振られる覚悟をビシッと決められるほど、私は心が強くない。
でもちゃんと顔を見て話したい。
重い足を運び、私も窓際にすすんだ。
東条くんの真横に並び、東条くんに体ごと向ける。
「あっあのね、東条くん……」
「ごめん、今は無理」
あからさまな拒絶。
顔を私とは反対側に向けられちゃった。
「すぐに話は終わるから、ちょっとだけ私の話を聞いて欲しいんだけど」
「来た……時間差で……」
「え?」
「どうしてくれるの?」
「東条くん、何の話?」
「嬉しすぎて、ハズいくらい顔がゆるむんだけど」
手で口元を抑えている東条くん。
耳まで真っ赤になっているような……
「俺だけに噛まれたい。
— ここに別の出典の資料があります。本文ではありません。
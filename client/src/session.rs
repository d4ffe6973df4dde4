use std::sync::Arc;
use std::time::Duration;

use chifumi_common::{Match, RPSMove, TurnSelector};
use tokio::sync::{mpsc, watch};
use tracing::{debug, info};

use crate::api::MatchApi;
use crate::error::ApiError;
use crate::event_stream::{ConnectionState, Delivery, EventStreamClient, EventTransport, StreamUpdate};
use crate::state::SessionState;
use crate::store::{MatchStateStore, StateChange};
use crate::submit::{MoveSubmitter, Rejection, SubmitOutcome};

/// What changed after [`MatchSession::next_update`] returned
#[derive(Debug, Clone, PartialEq)]
pub enum SessionUpdate {
    Event(StateChange),
    Loaded,
    Submitted,
    ConnectionLost,
}

/// Results of spawned requests, tagged with the epoch they were issued in
enum Completion {
    Loaded {
        epoch: u64,
        result: Result<Match, ApiError>,
    },
    Submitted {
        epoch: u64,
        result: Result<SubmitOutcome, ApiError>,
    },
}

/// Keeps one match live: seeds the store, follows the event stream, re-fetches
/// when asked to and runs move submissions. All state changes happen inside
/// [`MatchSession::next_update`], one at a time.
pub struct MatchSession<A: MatchApi, T: EventTransport> {
    api: Arc<A>,
    submitter: MoveSubmitter<A>,
    stream: EventStreamClient<T>,
    deliveries: mpsc::UnboundedReceiver<Delivery>,
    completions_tx: mpsc::UnboundedSender<Completion>,
    completions: mpsc::UnboundedReceiver<Completion>,
    store: MatchStateStore,
}

impl<A: MatchApi, T: EventTransport> MatchSession<A, T> {
    pub fn new(session: &SessionState, api: Arc<A>, transport: Arc<T>, retry_delay: Duration) -> Self {
        let (stream, deliveries) = EventStreamClient::new(transport, retry_delay);
        let (completions_tx, completions) = mpsc::unbounded_channel();

        MatchSession {
            submitter: MoveSubmitter::new(api.clone(), session),
            api,
            stream,
            deliveries,
            completions_tx,
            completions,
            store: MatchStateStore::new(),
        }
    }

    /// Follow `match_id`, dropping whatever match was followed before
    pub async fn activate(&mut self, match_id: &str) {
        self.stream.close().await;
        let epoch = self.store.activate(match_id);
        info!(match_id, epoch, "match session activated");

        self.refresh();
        self.stream.attach(match_id).await;
    }

    pub async fn deactivate(&mut self) {
        self.store.deactivate();
        self.stream.close().await;
        info!("match session deactivated");
    }

    /// Start a full load of the current match
    pub fn refresh(&mut self) {
        let Some((epoch, match_id)) = self.store.begin_load() else {
            return;
        };

        let api = self.api.clone();
        let completions = self.completions_tx.clone();
        tokio::spawn(async move {
            let result = api.fetch_match(&match_id).await;
            let _ = completions.send(Completion::Loaded { epoch, result });
        });
    }

    /// Submit a move. Local precondition failures are reported right away and
    /// recorded on the store; otherwise the request runs in the background and
    /// its outcome shows up as [`SessionUpdate::Submitted`].
    pub fn play(&mut self, choice: RPSMove, turn: TurnSelector) -> Result<(), Rejection> {
        let epoch = self.store.epoch();

        let prepared = match self.submitter.prepare(&self.store, choice, turn) {
            Ok(prepared) => prepared,
            Err(rejection) => {
                self.store
                    .record_submission(epoch, &Ok(SubmitOutcome::Rejected(rejection.clone())));
                return Err(rejection);
            }
        };

        let submitter = self.submitter.clone();
        let completions = self.completions_tx.clone();
        tokio::spawn(async move {
            let result = submitter.send(prepared).await;
            let _ = completions.send(Completion::Submitted { epoch, result });
        });
        Ok(())
    }

    /// Wait for the next event, load or submission result and apply it
    pub async fn next_update(&mut self) -> Option<SessionUpdate> {
        loop {
            tokio::select! {
                Some(delivery) = self.deliveries.recv() => {
                    if !self.stream.is_current(&delivery) {
                        debug!(subscription = delivery.subscription, "dropping delivery from a closed subscription");
                        continue;
                    }

                    match delivery.update {
                        StreamUpdate::Event(event) => {
                            let change = self.store.apply_event(&event);
                            if change.refetch {
                                self.refresh();
                            }
                            return Some(SessionUpdate::Event(change));
                        }
                        StreamUpdate::Lost { .. } => {
                            self.store.connection_lost();
                            return Some(SessionUpdate::ConnectionLost);
                        }
                    }
                }
                Some(completion) = self.completions.recv() => {
                    match completion {
                        Completion::Loaded { epoch, result } => {
                            if self.store.finish_load(epoch, result) {
                                return Some(SessionUpdate::Loaded);
                            }
                        }
                        Completion::Submitted { epoch, result } => {
                            if self.store.record_submission(epoch, &result) {
                                return Some(SessionUpdate::Submitted);
                            }
                        }
                    }
                }
                else => return None,
            }
        }
    }

    pub fn store(&self) -> &MatchStateStore {
        &self.store
    }

    pub fn connection_state(&self) -> ConnectionState {
        self.stream.state()
    }

    /// Follow connection state changes, e.g. to redraw a status line
    pub fn watch_connection(&self) -> watch::Receiver<ConnectionState> {
        self.stream.watch_state()
    }
}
俺と死ぬまで番でいたい。歌夜がそう思ってくれてるって都合よく受け取るけど、本当にいいの?」
えっと……
よくないです。
本当に困るんです。
そんな甘い言葉を囁かれたら。
大好きな総長様の照れは、私の心臓に悪すぎるみたい。
心臓の過労でキュン死してもおかしくないほど、ハートが暴れまくってしまうんだ。